__WHAT YOU ARE ASKED TO DO__.
Give the count of lines below that include the word "RouterContext", and say nothing else.
---
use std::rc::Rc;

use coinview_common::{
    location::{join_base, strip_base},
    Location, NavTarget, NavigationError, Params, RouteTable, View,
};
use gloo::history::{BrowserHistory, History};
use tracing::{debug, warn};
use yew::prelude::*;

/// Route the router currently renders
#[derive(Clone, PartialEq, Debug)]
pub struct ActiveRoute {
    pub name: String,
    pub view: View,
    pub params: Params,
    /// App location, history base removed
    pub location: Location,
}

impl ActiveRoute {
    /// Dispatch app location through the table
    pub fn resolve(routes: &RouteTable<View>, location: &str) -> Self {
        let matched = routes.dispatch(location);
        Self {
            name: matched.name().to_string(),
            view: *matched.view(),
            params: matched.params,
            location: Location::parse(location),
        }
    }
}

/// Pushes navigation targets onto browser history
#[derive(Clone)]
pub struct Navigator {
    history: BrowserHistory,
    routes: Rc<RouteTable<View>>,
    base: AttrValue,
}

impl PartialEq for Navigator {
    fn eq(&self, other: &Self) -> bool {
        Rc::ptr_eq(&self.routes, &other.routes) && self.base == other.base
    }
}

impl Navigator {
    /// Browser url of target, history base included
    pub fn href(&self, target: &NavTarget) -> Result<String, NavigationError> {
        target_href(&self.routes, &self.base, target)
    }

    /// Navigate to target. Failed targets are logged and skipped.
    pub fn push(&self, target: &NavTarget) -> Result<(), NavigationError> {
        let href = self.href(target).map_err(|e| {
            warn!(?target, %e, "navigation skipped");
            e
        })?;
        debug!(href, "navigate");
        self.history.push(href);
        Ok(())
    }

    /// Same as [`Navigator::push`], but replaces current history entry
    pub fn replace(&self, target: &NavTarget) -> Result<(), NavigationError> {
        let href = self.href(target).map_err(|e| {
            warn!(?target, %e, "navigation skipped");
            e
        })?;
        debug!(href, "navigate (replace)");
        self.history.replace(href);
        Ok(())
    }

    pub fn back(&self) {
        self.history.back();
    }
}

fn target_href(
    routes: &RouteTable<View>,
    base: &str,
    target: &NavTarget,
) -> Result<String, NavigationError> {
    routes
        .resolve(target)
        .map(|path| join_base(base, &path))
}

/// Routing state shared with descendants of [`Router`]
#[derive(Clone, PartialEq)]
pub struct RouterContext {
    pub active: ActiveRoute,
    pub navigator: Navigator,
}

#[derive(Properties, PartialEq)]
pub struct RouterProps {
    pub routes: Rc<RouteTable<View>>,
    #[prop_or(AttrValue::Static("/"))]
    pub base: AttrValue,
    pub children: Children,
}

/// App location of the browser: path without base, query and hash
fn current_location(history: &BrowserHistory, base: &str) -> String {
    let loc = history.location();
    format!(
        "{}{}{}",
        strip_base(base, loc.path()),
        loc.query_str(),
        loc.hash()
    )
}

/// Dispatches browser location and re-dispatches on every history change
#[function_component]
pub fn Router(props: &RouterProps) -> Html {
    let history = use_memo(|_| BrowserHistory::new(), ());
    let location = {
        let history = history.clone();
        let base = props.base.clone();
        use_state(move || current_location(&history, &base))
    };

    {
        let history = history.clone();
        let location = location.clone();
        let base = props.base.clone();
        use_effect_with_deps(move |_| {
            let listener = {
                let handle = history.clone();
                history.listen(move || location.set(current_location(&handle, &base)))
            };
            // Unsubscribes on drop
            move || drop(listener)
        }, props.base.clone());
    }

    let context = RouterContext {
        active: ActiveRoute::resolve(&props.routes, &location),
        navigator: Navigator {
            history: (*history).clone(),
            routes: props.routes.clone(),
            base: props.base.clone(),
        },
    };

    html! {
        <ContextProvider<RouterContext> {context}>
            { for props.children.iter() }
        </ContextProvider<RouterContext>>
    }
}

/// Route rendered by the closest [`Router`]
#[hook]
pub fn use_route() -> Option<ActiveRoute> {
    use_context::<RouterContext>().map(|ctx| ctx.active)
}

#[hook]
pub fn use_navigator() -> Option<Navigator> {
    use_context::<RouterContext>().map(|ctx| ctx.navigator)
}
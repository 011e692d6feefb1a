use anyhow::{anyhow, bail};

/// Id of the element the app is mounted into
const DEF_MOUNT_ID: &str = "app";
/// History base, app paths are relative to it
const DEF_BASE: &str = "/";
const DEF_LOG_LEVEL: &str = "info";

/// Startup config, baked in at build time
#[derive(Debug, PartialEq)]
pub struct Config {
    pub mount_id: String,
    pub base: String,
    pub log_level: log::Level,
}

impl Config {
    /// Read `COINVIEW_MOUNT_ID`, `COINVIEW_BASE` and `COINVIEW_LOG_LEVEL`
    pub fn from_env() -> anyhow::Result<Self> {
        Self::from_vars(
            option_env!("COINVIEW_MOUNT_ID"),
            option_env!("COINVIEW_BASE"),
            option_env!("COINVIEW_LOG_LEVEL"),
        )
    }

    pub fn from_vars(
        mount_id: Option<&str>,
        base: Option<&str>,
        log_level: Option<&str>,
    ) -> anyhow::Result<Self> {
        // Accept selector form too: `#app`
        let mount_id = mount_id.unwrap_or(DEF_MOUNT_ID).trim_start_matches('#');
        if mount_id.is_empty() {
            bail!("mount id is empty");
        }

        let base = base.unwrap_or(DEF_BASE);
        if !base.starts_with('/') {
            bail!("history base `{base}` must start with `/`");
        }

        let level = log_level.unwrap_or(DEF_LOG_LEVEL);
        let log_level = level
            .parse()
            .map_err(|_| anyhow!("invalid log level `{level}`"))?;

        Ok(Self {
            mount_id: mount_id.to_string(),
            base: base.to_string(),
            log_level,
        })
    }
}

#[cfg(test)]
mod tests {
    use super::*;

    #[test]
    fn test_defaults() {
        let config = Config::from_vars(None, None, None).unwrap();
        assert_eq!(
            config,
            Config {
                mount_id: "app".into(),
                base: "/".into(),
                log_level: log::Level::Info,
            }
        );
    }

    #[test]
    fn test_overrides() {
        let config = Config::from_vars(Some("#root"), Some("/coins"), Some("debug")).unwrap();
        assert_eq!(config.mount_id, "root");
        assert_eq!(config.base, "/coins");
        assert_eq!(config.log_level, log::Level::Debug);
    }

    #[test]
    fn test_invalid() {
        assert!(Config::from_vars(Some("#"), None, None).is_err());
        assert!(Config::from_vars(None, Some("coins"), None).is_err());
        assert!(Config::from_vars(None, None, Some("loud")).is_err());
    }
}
---
__RESPONSE TO THE TASK__.
6